EXERCISE DESCRIPTION: In the records below, find the line containing "let username = username.to_lowercase();" and the line containing "canonical upstream spelling."; please repeat exactly the lines from one to the other, both included, and nothing more.

*** Opening of DATA IN THIS EXERCISE ***

//! Forge backend abstraction layer.
//!
//! Provides the [`AccessQuery`] trait through which the access cache asks the
//! upstream forge whether a repository is private and what permission a user
//! holds on it.  No forge-specific request construction or response parsing
//! leaks outside this module.

pub mod github;
pub mod rate_limit;

use std::sync::Arc;

use anyhow::Result;
use serde::{Deserialize, Serialize};

use crate::config::Config;
use crate::metrics::AccessMetrics;

// ---------------------------------------------------------------------------
// Query result
// ---------------------------------------------------------------------------

/// A collaborator record returned by the upstream access query.
#[derive(Debug, Clone, PartialEq, Eq, Serialize, Deserialize)]
pub struct Collaborator {
    pub login: String,
    /// Canonical permission name as reported upstream (`READ`, `TRIAGE`,
    /// `WRITE`, `MAINTAIN`, `ADMIN`).
    pub permission: String,
}

/// Raw answer of one upstream access query.
#[derive(Debug, Clone, Default, PartialEq, Eq, Serialize, Deserialize)]
pub struct RepoAccessResponse {
    pub is_private: bool,
    /// Collaborators matching the queried username.  Upstream bounds this to
    /// a handful of records.
    pub collaborators: Vec<Collaborator>,
}

impl RepoAccessResponse {
    /// Whether `username` appears in the collaborator list with push access.
    ///
    /// Logins are compared after Unicode lowercasing, the same folding the
    /// cache applies to its keys.  A missing record is not an error; it
    /// simply means no push access.
    pub fn has_push(&self, username: &str) -> bool {
        let username = username.to_lowercase();
        self.collaborators
            .iter()
            .find(|c| c.login.to_lowercase() == username)
            .is_some_and(|c| permission_grants_push(&c.permission))
    }
}

/// `WRITE`, `MAINTAIN` and `ADMIN` grant push; everything else does not.
///
/// The match is case-sensitive against the canonical upstream spelling.
pub fn permission_grants_push(permission: &str) -> bool {
    matches!(permission, "WRITE" | "ADMIN" | "MAINTAIN")
}

// ---------------------------------------------------------------------------
// Trait
// ---------------------------------------------------------------------------

/// Remote capability answering "is this repo private, and what can this user
/// do on it?".
#[async_trait::async_trait]
pub trait AccessQuery: Send + Sync {
    async fn query_repo_access(
        &self,
        owner: &str,
        repo: &str,
        username: &str,
    ) -> Result<RepoAccessResponse>;
}

// ---------------------------------------------------------------------------
// Factory
// ---------------------------------------------------------------------------

/// Build the upstream [`AccessQuery`] for the configured forge.
pub fn build_backend(config: &Config, metrics: &AccessMetrics) -> Result<Arc<dyn AccessQuery>> {
    let backend = github::GitHubBackend::new(config, metrics.clone())?;
    Ok(Arc::new(backend))
}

*** Close of DATA IN THIS EXERCISE ***

RESPONSE FOR THIS EXERCISE:
        let username = username.to_lowercase();
        self.collaborators
            .iter()
            .find(|c| c.login.to_lowercase() == username)
            .is_some_and(|c| permission_grants_push(&c.permission))
    }
}

/// `WRITE`, `MAINTAIN` and `ADMIN` grant push; everything else does not.
///
/// The match is case-sensitive against the canonical upstream spelling.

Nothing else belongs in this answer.